Thanks G7979, that's a good idea.  I really appreciate all the advice.


----------



## S.L.F (17 Jun 2008)

S.L.F said:


> AFAIK once a LL gives you reasonable notice he can bring new tenants in to view your place whether you are there or not.
> 
> Having said that personally I prefer to have tenants gone before I do viewings.





jaybird said:


> I do hope you don't take your own advice and enter your tenants place with prospective tenants? I suggest you reaquaint yourself with the residential tenancies act, as if you make a habit of entering rented dwellings without the explicit permisssion of the tenant, you will run into trouble.



I've read the act throughly.
The only time I'd enter the place is when I've let them know I was doing so with 24 hours notice.
I don't think it is worthwhile to show a flat with tenants already there.


----------



## gnubbit (17 Jun 2008)

It's been very informative reading the posts here as my lease agreement doesn't cover this situation.

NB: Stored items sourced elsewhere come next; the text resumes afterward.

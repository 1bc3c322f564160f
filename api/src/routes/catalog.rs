//! Metric catalog and label endpoints.

use super::error::{api_error, json_body, store_error, ApiResult};
use crate::state::AppState;
use axum::{
    extract::{rejection::JsonRejection, Path, Query, State},
    http::StatusCode,
    routing::get,
    Json, Router,
};
use serde::{Deserialize, Serialize};
use shared::models::{Metric, MetricKind};
use shared::storage::CatalogQuery;

/// Request for registering metrics: a single definition or a batch.
#[derive(Debug, Deserialize)]
#[serde(untagged)]
pub enum MetricRegisterRequest {
    /// A single metric.
    Single(Metric),
    /// A batch of metrics.
    Batch(Vec<Metric>),
}

/// Response for metric registration.
#[derive(Debug, Serialize, Deserialize)]
pub struct MetricRegisterResponse {
    /// Number of metrics stored.
    pub accepted: usize,
    /// Message describing the result.
    pub message: String,
}

/// Query parameters for listing metrics.
#[derive(Debug, Deserialize)]
pub struct MetricListParams {
    /// Kind filter, as a string so unknown kinds get a clear error.
    pub kind: Option<String>,
    /// Case-insensitive search over key and display name.
    pub search: Option<String>,
}

/// Response for metric listing.
#[derive(Debug, Serialize, Deserialize)]
pub struct MetricListResponse {
    /// Matching metrics, ordered by key.
    pub metrics: Vec<Metric>,
    /// Number of matching metrics.
    pub total_count: usize,
}

/// Query parameters for label listing.
#[derive(Debug, Deserialize)]
pub struct LabelParams {
    /// Restrict to one metric's labels.
    pub metric: Option<String>,
}

/// Response for label listing.
#[derive(Debug, Serialize, Deserialize)]
pub struct LabelResponse {
    /// Sorted, de-duplicated label names.
    pub labels: Vec<String>,
}

/// Creates the catalog routes.
pub fn catalog_routes(state: AppState) -> Router {
    Router::new()
        .route("/api/metrics", get(list_metrics).post(register_metrics))
        .route("/api/metrics/{key}", get(get_metric))
        .route("/api/labels", get(list_labels))
        .with_state(state)
}

async fn register_metrics(
    State(state): State<AppState>,
    payload: Result<Json<MetricRegisterRequest>, JsonRejection>,
) -> ApiResult<(StatusCode, Json<MetricRegisterResponse>)> {
    let metrics = match json_body(payload)? {
        MetricRegisterRequest::Single(metric) => vec![metric],
        MetricRegisterRequest::Batch(metrics) => metrics,
    };

    if metrics.is_empty() {
        return Err(api_error(
            StatusCode::BAD_REQUEST,
            "empty_batch",
            "At least one metric is required",
        ));
    }

    let count = metrics.len();
    state.catalog().upsert_batch(metrics).map_err(store_error)?;
    tracing::debug!(count, "Registered catalog metrics");

    Ok((
        StatusCode::CREATED,
        Json(MetricRegisterResponse {
            accepted: count,
            message: format!("Registered {count} metric(s)"),
        }),
    ))
}

async fn list_metrics(
    State(state): State<AppState>,
    Query(params): Query<MetricListParams>,
) -> ApiResult<Json<MetricListResponse>> {
    let mut query = CatalogQuery::new();
    if let Some(kind) = params.kind.as_deref() {
        let kind: MetricKind = kind
            .parse()
            .map_err(|e: shared::models::MetricValidationError| {
                api_error(StatusCode::BAD_REQUEST, "invalid_kind", e.to_string())
            })?;
        query = query.with_kind(kind);
    }
    if let Some(search) = params.search {
        query = query.with_search(search);
    }

    let metrics = state.catalog().list(&query).map_err(store_error)?;
    Ok(Json(MetricListResponse {
        total_count: metrics.len(),
        metrics,
    }))
}

async fn get_metric(
    State(state): State<AppState>,
    Path(key): Path<String>,
) -> ApiResult<Json<Metric>> {
    state.catalog().get(&key).map(Json).map_err(store_error)
}

async fn list_labels(
    State(state): State<AppState>,
    Query(params): Query<LabelParams>,
) -> ApiResult<Json<LabelResponse>> {
    let labels = state
        .catalog()
        .labels(params.metric.as_deref())
        .map_err(store_error)?;
    Ok(Json(LabelResponse { labels }))
}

I've been fortunate the my landlord never inspected the apartment.  He called around to sort a few issues early in the tenancy, marvelled at the cleanliness (which I'm afraid to say has lapsed somewhat!) and we hardly heard from him since.

BTW, I followed your advice G7979 and followed up with a text and received an amiable message back saying he would contact me on his return from abroad.

My plan now is to get all my stuff boxed up and moved out asap so I can give the place a thorough clean before he wants to show it.


----------



## MandaC (17 Jun 2008)

Sounds like you were a great tenant and landlord will be sorry to lose you. Good luck with the move.


----------



## gnubbit (17 Jun 2008)

Thanks MandaC!  The renovations in the new house we're moving to are ongoing so I just hope I have somewhere to move into


----------



## S.L.F (17 Jun 2008)

jaybird said:


> Then perhaps you should read it again. Chapter 2, Section 16 (C) states:
> 
> _c_)_c_) allow, *at reasonable intervals*, the landlord, or any person or persons acting on the landlord's behalf, access to the dwelling (*on a date and time agreed in advance with the tenant) for the purposes of inspecting the dwelling,*
> 
> Key words there are date and time agreed with in advance with the tenant. That does not equate to you informing them that you will be coming in 24 hours. If they do not agree, you had better stay out, as I would imagine that in the event of a complaint from tenants, you would certainly be on the losing side.



Key word to me is *ALLOW

* As you probably know I am a landlord.

I don't barge into someones home but if there are things to be done I make every effort to let my tenants know what is going on.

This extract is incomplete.